### WORK INSTRUCTIONS:
Scan the material below for the string "rather", and copy every line where it shows up.

### DATASET RECORDS:
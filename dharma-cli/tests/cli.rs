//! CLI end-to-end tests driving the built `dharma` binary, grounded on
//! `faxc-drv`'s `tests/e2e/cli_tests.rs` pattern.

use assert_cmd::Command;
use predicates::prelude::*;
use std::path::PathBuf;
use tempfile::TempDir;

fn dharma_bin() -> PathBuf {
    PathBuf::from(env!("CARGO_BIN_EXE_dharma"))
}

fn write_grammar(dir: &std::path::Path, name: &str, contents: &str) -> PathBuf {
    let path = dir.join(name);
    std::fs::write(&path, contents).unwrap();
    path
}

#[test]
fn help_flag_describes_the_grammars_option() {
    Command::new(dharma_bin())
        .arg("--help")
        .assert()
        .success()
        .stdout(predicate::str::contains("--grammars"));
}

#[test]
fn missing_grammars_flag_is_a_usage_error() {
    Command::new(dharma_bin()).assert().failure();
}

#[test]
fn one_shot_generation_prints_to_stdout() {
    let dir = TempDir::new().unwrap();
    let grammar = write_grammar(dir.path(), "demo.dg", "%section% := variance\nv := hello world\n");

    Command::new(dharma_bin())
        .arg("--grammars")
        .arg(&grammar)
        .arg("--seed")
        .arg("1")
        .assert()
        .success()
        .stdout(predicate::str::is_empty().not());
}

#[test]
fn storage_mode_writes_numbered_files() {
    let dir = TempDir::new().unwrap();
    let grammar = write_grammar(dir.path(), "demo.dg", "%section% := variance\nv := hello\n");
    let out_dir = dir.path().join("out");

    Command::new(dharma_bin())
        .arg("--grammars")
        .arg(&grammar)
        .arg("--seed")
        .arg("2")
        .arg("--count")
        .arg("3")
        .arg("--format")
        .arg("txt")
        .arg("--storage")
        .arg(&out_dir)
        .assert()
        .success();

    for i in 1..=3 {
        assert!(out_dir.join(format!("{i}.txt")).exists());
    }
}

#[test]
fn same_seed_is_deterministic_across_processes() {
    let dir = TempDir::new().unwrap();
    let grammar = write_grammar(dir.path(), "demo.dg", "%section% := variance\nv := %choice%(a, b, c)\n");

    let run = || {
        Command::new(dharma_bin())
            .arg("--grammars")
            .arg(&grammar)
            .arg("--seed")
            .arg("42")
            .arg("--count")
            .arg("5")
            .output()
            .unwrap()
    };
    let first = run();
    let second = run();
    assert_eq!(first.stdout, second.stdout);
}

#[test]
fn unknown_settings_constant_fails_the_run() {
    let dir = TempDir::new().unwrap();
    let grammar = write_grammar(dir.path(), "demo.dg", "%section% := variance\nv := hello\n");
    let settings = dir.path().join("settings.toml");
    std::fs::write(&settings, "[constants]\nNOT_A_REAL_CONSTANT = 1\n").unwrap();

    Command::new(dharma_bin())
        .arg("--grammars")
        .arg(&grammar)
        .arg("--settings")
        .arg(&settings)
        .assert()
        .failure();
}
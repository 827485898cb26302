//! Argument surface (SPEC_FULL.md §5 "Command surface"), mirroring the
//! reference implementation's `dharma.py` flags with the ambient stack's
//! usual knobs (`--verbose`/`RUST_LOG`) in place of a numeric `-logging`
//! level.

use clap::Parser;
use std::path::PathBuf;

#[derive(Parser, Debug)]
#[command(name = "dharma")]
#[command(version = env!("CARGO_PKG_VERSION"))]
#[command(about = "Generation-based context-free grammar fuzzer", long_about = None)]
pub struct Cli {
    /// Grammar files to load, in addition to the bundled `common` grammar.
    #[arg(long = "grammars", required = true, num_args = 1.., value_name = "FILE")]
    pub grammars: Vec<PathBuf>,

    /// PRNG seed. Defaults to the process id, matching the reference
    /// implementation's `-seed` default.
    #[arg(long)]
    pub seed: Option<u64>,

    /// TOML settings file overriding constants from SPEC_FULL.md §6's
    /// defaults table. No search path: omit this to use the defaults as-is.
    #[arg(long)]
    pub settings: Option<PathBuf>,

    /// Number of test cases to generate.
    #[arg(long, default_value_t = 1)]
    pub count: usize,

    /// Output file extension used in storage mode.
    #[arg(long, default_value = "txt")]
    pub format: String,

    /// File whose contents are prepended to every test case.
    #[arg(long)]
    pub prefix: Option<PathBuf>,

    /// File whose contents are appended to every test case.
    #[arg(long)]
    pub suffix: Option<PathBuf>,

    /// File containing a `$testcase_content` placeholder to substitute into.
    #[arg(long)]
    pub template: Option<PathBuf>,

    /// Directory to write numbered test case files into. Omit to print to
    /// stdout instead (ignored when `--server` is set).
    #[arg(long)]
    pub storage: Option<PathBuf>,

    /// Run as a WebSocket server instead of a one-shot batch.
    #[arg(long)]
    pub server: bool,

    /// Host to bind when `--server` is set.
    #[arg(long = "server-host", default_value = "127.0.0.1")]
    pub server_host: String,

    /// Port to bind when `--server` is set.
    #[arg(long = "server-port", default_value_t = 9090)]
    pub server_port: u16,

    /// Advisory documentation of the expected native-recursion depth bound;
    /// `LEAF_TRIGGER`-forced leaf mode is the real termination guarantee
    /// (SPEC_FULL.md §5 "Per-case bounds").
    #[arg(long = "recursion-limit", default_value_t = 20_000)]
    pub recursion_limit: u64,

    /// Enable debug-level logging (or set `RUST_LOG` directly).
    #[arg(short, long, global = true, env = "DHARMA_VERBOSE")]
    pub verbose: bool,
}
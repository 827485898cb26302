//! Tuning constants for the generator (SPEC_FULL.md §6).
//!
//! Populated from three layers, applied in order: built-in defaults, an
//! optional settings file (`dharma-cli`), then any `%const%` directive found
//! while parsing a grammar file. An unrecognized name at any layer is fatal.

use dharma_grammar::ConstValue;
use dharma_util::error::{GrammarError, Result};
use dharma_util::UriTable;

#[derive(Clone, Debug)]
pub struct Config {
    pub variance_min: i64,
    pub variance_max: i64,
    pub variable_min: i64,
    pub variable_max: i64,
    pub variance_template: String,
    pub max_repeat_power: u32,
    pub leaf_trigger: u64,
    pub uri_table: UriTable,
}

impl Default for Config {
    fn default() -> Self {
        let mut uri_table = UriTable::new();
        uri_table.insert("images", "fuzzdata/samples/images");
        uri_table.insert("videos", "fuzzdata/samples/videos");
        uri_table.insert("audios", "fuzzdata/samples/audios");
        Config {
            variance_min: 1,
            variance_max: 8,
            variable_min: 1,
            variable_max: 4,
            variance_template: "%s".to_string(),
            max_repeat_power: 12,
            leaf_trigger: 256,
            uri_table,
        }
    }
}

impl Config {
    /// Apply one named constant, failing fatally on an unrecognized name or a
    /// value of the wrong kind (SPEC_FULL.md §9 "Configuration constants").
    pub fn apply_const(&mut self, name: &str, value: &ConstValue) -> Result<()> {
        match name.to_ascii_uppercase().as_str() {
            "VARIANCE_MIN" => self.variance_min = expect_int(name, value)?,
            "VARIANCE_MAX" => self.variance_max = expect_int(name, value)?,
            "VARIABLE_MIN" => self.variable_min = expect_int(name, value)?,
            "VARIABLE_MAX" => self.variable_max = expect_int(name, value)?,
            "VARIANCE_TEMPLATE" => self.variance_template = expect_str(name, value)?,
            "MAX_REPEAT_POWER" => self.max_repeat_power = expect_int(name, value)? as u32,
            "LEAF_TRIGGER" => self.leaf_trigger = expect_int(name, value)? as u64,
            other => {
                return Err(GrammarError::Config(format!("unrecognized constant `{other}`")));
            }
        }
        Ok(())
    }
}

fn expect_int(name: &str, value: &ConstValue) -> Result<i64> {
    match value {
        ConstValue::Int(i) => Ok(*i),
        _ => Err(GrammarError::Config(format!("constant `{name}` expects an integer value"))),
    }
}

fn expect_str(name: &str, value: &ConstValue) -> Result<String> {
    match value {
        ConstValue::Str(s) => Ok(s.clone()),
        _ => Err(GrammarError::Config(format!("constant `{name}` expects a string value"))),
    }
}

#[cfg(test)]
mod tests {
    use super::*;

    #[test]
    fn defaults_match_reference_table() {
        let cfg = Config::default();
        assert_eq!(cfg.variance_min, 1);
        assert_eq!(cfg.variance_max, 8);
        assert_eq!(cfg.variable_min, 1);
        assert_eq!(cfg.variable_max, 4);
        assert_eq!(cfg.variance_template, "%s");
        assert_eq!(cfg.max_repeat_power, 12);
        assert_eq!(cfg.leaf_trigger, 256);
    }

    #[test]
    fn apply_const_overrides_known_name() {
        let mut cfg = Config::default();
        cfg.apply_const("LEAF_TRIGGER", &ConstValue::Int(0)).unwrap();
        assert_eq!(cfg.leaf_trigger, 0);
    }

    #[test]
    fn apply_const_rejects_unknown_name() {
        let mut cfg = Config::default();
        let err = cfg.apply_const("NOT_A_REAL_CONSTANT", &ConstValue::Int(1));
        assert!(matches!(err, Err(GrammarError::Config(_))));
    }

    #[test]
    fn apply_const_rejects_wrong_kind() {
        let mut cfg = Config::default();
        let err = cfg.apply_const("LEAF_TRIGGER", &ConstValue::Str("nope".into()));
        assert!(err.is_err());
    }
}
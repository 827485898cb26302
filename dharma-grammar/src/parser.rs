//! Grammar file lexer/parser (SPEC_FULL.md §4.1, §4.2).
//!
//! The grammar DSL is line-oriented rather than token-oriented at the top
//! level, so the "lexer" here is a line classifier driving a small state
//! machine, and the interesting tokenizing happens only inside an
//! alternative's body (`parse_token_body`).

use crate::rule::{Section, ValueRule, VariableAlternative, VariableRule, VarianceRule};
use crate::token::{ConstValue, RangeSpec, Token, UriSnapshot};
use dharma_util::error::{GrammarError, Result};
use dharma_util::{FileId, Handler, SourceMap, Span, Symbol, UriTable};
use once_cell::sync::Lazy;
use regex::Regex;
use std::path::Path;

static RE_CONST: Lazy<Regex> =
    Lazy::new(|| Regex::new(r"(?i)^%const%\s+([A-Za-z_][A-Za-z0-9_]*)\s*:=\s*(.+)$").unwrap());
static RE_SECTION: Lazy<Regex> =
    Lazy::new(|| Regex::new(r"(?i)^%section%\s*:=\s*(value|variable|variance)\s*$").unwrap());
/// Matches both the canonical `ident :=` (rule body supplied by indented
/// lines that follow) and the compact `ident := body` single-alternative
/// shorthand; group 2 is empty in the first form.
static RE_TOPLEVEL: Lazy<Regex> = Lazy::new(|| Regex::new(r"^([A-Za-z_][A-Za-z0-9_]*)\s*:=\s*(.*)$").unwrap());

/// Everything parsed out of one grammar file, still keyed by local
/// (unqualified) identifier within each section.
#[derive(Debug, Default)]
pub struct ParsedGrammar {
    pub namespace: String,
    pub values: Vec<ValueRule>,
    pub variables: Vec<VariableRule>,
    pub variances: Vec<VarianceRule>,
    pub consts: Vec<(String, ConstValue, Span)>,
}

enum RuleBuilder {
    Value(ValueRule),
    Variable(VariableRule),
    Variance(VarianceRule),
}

==

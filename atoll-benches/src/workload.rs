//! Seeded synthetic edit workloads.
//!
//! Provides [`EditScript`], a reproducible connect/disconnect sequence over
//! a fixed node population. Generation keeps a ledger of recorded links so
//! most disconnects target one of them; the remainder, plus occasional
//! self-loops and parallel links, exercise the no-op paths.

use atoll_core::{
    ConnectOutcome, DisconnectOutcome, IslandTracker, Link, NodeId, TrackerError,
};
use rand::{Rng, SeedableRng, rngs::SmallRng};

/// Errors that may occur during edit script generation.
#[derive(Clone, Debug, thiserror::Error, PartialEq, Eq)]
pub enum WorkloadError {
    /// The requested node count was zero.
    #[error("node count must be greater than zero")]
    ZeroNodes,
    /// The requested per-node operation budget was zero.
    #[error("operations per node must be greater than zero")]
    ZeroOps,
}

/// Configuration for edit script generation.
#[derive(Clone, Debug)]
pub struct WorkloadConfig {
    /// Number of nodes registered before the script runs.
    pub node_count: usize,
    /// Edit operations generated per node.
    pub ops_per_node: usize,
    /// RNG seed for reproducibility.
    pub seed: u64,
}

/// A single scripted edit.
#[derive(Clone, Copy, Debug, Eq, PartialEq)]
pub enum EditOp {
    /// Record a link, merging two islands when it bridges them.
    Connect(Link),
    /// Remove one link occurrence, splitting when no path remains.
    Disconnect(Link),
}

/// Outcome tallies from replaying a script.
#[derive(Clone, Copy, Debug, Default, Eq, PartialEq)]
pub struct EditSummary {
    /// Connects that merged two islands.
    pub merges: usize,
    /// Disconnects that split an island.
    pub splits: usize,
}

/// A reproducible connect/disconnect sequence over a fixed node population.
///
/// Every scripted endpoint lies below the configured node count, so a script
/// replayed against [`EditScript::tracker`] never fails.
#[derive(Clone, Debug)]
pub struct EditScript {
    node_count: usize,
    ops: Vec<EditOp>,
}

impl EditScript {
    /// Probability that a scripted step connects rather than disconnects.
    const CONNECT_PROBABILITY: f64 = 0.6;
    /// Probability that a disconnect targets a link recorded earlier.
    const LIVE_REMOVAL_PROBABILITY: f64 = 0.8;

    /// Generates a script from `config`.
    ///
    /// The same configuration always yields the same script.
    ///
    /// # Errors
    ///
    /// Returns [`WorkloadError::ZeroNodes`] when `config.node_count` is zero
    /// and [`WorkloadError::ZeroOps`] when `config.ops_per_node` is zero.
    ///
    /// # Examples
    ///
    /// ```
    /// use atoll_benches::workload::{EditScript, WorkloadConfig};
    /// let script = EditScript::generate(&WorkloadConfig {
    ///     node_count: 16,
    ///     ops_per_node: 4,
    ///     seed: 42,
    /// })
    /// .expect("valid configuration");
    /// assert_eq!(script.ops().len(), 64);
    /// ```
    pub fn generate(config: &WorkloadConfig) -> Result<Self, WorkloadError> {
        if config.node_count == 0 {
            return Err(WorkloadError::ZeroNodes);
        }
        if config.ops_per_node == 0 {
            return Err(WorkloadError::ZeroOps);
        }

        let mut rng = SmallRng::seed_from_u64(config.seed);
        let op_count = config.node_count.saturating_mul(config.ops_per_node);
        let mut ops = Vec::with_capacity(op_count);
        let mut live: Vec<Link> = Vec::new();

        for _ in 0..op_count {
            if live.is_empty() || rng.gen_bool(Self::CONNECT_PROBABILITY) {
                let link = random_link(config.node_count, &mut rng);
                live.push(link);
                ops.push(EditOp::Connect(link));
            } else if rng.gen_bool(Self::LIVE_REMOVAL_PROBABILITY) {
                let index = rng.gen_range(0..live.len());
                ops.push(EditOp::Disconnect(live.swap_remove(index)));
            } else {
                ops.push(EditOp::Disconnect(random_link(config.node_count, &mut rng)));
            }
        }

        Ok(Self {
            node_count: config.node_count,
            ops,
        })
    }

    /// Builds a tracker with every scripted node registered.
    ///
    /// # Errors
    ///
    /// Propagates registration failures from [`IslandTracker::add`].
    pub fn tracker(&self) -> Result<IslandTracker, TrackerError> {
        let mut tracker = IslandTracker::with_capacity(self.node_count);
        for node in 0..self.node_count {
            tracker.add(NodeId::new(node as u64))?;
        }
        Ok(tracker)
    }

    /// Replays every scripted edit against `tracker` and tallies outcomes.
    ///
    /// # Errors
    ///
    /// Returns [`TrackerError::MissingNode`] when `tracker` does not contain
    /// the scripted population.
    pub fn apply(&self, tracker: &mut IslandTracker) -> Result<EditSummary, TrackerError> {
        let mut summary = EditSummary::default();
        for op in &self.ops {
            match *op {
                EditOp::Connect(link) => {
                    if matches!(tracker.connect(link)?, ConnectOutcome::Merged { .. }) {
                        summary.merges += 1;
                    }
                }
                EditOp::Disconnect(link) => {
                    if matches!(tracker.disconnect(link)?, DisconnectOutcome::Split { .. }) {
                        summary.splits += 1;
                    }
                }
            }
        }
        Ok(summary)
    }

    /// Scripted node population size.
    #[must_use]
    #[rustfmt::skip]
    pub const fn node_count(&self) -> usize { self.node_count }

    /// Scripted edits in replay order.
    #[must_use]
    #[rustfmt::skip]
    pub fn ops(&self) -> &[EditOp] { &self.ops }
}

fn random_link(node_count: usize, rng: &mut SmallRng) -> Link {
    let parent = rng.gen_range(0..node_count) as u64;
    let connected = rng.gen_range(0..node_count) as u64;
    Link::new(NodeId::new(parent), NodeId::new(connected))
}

...

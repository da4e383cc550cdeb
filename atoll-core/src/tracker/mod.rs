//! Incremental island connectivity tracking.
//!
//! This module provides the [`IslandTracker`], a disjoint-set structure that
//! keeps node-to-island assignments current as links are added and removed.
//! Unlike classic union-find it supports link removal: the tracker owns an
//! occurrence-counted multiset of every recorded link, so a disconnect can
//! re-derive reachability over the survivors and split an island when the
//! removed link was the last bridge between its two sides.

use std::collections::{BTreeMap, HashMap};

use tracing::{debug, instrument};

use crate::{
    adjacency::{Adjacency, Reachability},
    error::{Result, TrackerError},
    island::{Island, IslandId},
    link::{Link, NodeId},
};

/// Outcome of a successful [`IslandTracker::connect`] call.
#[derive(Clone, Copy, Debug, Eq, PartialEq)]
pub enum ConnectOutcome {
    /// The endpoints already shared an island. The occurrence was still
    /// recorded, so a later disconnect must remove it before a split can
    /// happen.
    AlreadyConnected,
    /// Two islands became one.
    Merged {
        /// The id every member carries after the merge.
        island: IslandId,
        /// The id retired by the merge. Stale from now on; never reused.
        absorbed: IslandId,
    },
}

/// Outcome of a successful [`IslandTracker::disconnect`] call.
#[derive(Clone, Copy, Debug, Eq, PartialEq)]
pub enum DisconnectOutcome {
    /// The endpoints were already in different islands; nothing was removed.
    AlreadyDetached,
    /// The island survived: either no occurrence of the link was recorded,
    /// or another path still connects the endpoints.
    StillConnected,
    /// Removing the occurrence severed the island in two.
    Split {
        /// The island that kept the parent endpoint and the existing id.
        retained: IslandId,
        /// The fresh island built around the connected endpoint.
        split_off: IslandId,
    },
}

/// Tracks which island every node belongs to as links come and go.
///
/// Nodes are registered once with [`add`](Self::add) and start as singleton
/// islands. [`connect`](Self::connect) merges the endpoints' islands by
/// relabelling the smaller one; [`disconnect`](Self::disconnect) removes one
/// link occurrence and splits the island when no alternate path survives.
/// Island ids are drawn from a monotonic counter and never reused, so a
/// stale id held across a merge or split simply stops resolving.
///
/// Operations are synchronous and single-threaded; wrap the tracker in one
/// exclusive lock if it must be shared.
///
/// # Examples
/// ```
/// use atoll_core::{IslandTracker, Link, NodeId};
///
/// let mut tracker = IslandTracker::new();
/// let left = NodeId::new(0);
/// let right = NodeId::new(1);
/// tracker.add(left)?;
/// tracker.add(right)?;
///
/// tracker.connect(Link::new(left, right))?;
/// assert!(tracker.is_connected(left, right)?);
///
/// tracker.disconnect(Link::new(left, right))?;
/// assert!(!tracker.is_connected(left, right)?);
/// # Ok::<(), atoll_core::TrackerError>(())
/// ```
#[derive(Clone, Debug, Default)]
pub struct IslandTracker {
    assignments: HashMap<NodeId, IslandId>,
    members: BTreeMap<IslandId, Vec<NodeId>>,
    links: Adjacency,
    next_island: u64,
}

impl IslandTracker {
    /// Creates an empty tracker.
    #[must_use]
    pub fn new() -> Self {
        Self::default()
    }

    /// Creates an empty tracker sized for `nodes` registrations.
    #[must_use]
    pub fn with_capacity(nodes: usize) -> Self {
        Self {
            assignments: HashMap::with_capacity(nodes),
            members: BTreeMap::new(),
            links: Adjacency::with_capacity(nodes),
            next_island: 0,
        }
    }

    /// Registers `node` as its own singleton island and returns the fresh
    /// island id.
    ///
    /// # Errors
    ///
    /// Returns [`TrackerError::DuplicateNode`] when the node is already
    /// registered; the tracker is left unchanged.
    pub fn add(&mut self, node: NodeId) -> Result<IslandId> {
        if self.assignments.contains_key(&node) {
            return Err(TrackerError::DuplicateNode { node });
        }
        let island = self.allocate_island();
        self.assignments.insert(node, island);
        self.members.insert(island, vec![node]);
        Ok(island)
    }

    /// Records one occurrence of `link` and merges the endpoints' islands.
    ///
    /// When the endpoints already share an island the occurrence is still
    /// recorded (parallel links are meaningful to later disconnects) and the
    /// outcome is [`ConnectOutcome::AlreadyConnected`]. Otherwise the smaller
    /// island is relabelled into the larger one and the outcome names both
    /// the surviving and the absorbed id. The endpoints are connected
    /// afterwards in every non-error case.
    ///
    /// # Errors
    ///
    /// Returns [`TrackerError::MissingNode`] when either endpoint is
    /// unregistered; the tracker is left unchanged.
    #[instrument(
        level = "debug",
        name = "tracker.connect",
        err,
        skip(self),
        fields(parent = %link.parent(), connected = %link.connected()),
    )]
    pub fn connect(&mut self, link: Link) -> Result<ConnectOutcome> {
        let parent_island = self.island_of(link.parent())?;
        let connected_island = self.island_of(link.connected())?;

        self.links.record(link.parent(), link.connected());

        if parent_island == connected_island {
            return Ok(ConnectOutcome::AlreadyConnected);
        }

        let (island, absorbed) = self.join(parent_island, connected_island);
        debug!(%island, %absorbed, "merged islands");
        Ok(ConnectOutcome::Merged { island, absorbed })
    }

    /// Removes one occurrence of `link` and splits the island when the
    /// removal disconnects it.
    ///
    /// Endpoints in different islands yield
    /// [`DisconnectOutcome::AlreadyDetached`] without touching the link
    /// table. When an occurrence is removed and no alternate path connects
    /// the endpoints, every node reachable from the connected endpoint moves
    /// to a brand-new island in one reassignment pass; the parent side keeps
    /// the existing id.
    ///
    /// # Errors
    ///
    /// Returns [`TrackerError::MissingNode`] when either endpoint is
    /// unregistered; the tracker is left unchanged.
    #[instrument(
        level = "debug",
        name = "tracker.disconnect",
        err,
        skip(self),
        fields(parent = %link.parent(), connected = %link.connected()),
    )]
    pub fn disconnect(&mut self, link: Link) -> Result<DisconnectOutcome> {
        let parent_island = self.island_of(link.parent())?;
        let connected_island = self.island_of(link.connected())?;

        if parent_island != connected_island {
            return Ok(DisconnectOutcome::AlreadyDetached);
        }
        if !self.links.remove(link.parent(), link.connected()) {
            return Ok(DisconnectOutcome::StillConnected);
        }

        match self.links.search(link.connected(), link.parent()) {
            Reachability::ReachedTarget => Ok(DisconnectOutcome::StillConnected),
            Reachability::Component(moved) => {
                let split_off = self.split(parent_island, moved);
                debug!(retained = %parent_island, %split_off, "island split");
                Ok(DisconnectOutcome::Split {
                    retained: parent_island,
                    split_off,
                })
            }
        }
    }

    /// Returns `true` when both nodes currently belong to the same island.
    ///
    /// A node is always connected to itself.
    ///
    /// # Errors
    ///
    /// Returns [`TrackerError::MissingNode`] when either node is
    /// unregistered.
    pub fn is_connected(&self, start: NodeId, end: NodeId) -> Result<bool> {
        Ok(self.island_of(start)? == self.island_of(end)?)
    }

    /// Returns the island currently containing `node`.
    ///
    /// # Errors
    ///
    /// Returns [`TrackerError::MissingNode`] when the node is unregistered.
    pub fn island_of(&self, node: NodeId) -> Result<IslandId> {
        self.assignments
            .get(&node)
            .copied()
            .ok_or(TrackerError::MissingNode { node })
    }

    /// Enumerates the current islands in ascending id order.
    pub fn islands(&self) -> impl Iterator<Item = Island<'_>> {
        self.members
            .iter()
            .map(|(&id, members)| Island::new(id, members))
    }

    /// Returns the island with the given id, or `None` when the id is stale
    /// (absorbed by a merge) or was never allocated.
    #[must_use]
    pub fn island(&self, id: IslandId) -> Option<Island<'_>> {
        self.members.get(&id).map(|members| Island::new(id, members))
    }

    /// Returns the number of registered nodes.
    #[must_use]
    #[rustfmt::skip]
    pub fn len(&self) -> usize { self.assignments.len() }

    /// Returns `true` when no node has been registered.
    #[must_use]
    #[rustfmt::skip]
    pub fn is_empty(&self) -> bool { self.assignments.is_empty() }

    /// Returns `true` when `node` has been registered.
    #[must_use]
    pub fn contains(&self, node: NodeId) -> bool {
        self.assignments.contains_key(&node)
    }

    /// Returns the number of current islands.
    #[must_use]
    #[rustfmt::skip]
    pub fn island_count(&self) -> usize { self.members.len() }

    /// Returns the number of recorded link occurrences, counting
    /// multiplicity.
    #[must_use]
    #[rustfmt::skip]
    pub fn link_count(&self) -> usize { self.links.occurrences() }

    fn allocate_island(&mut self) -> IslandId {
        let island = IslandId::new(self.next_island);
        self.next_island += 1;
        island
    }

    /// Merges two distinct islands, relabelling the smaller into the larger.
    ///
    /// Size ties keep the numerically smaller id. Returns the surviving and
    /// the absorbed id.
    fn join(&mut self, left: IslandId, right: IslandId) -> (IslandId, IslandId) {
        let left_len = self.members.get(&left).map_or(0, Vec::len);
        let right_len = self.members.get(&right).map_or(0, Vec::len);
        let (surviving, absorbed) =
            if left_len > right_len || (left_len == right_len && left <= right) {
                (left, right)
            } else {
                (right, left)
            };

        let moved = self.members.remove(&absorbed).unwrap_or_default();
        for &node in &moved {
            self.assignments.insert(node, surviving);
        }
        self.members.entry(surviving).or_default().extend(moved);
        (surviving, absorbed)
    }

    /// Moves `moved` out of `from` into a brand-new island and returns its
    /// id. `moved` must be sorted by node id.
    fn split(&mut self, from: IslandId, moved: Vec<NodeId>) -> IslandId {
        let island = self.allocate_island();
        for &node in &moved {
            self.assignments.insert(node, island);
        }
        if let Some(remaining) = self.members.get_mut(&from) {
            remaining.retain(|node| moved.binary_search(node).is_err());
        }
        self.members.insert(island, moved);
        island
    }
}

### OUTPUT:
//! The grammar DSL is line-oriented rather than token-oriented at the top
    /// Probability that a scripted step connects rather than disconnects.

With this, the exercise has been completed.